On Mon, Aug 10, 2020 at 9:06 AM Eugene Kirpichov
<ekirpic...@gmail.com <mailto:ekirpic...@gmail.com>> wrote:
(cc'ing Sam with whom I'm working on this atm)
FWIW I'm still stumped. I've looked through Python, Go and Java
code in the Beam repo having anything to do with
gzipping/unzipping, and none of it appears to be used in the
artifact staging/retrieval codepaths. I also can't find any
mention of compression/decompression in the container boot code.
My next step will be to add a bunch of debugging, rebuild the
containers, and see what the artifact services think they're
serving.
On Fri, Aug 7, 2020 at 6:47 PM Eugene Kirpichov
<ekirpic...@gmail.com <mailto:ekirpic...@gmail.com>> wrote:
Thanks Austin! Good stuff - though note that I am
/not/ using custom containers, I'm just trying to get the
basic stuff to work, a Python pipeline with a simple
requirements.txt file. Feels like this should work
out-of-the-box, I must be doing something wrong.
On Fri, Aug 7, 2020 at 6:38 PM Austin Bennett
<whatwouldausti...@gmail.com
<mailto:whatwouldausti...@gmail.com>> wrote:
I only believe @OrielResearch Eila Arich-Landkof
<mailto:e...@orielresearch.org> potentially doing
applied work with custom containers (there must be others)!
For a plug for her and @BeamSummit -- I think enough
related will be talked about in (with Conda specifics)
-->
https://2020.beamsummit.org/sessions/workshop-using-conda-on-beam/
I'm sure others will have more things to say that are
actually helpful, on-list, before that occurs (~3 weeks).
On Fri, Aug 7, 2020 at 6:32 PM Eugene Kirpichov
<ekirpic...@gmail.com <mailto:ekirpic...@gmail.com>> wrote:
Hi old Beam friends,
I left Google to work on climate change
<https://www.linkedin.com/posts/eugenekirpichov_i-am-leaving-google-heres-a-snipped-to-activity-6683408492444962816-Mw5U>
and am now doing a short engagement with Pachama
<https://pachama.com/>. Right now I'm trying to get
a Beam Python pipeline to work; the pipeline will
use fancy requirements and native dependencies, and
we plan to run it on Cloud Dataflow (so custom
containers are not yet an option), so I'm going
straight for the direct PortableRunner as per
https://beam.apache.org/documentation/runtime/environments/.

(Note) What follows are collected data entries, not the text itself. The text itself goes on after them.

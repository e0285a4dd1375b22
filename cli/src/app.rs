//! Application context: unified state passed to every command handler.
//!
//! `AppContext` carries the output settings and the config store. Commands
//! that talk to the job service build a [`JobServices`] from it, which owns
//! the transport and template cache for the lifetime of the command.

use anyhow::Result;

use crate::application::ports::ProgressReporter;
use crate::application::services::config_service;
use crate::application::services::platform::{ClientSettings, PlatformClient};
use crate::application::services::render::TemplateRenderer;
use crate::infra::config::YamlConfigStore;
use crate::infra::http::ReqwestTransport;
use crate::infra::model::DetachedModelServer;
use crate::infra::templates::EmbeddedTemplates;
use crate::output::{HumanRenderer, JsonRenderer, OutputContext, Renderer};

/// Output rendering mode.
#[derive(Debug, Clone, Copy, PartialEq, Eq)]
pub enum OutputMode {
    /// Human-readable terminal output (default).
    Human,
    /// Machine-readable JSON output.
    Json,
}

/// Flags passed from the top-level CLI to `AppContext::new`.
pub struct AppFlags {
    /// Disable ANSI color output.
    pub no_color: bool,
    /// Suppress non-error output.
    pub quiet: bool,
    /// Enable JSON output mode.
    pub json: bool,
}

/// Unified application context passed to every command handler.
pub struct AppContext {
    /// Terminal output context (colors, quiet mode).
    pub output: OutputContext,
    /// Output rendering mode (human vs JSON).
    pub mode: OutputMode,
    /// Configuration file store.
    pub config_store: YamlConfigStore,
}

impl AppContext {
    /// Construct an `AppContext` from top-level CLI flags.
    ///
    /// JSON mode implies quiet so that progress lines never mix with the
    /// JSON document on stdout.
    #[must_use]
    pub fn new(flags: &AppFlags) -> Self {
        let mode = if flags.json {
            OutputMode::Json
        } else {
            OutputMode::Human
        };

        Self {
            output: OutputContext::new(flags.no_color, flags.quiet || flags.json),
            mode,
            config_store: YamlConfigStore::new(),
        }
    }

    /// Returns `true` when JSON output mode is active.
    #[must_use]
    pub fn is_json(&self) -> bool {
        self.mode == OutputMode::Json
    }

    /// Returns the appropriate `Renderer` variant for the current output mode.
    #[must_use]
    pub fn renderer(&self) -> Renderer<'_> {
        match self.mode {
            OutputMode::Human => Renderer::Human(HumanRenderer::new(&self.output)),
            OutputMode::Json => Renderer::Json(JsonRenderer),
        }
    }

    /// Load and validate the configuration, then build the job service
    /// collaborators.
    ///
    /// # Errors
    ///
    /// Returns an error if the config file cannot be read, the credentials
    /// or endpoint are incomplete, or the HTTP client cannot be built.
    pub fn job_services(&self) -> Result<JobServices> {
        let mut config = config_service::load_config(&self.config_store)?;
        config_service::apply_env_overrides(&mut config, |var| std::env::var(var).ok());
        let settings = ClientSettings::from_config(&config)?;
        Ok(JobServices {
            settings,
            transport: ReqwestTransport::new()?,
            templates: TemplateRenderer::new(EmbeddedTemplates),
            model_server: DetachedModelServer::new(config.endpoints.model_url),
        })
    }
}

/// Collaborators for one command that talks to the job service.
pub struct JobServices {
    settings: ClientSettings,
    transport: ReqwestTransport,
    templates: TemplateRenderer<EmbeddedTemplates>,
    pub model_server: DetachedModelServer,
}

impl JobServices {
    /// A client reporting progress through `reporter`.
    pub fn client<'a, R: ProgressReporter>(
        &'a self,
        reporter: &'a R,
    ) -> PlatformClient<'a, ReqwestTransport, EmbeddedTemplates, R> {
        PlatformClient::new(
            self.settings.clone(),
            &self.transport,
            &self.templates,
            reporter,
        )
    }
}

Basically I can't get a minimal Beam program with a
minimal requirements.txt file to work - the .tar.gz
of the dependency mysteriously ends up being
ungzipped and non-installable inside the Docker
container running the worker. Details below.
=== main.py ===
import argparse
import logging
import apache_beam as beam
from apache_beam.options.pipeline_options import
PipelineOptions
from apache_beam.options.pipeline_options import
SetupOptions
def run(argv=None):
parser = argparse.ArgumentParser()
known_args, pipeline_args =
parser.parse_known_args(argv)
pipeline_options = PipelineOptions(pipeline_args)
pipeline_options.view_as(SetupOptions).save_main_session
= True
with beam.Pipeline(options=pipeline_options) as p:
(p | 'Create' >> beam.Create(['Hello'])
| 'Write' >> beam.io.WriteToText('/tmp'))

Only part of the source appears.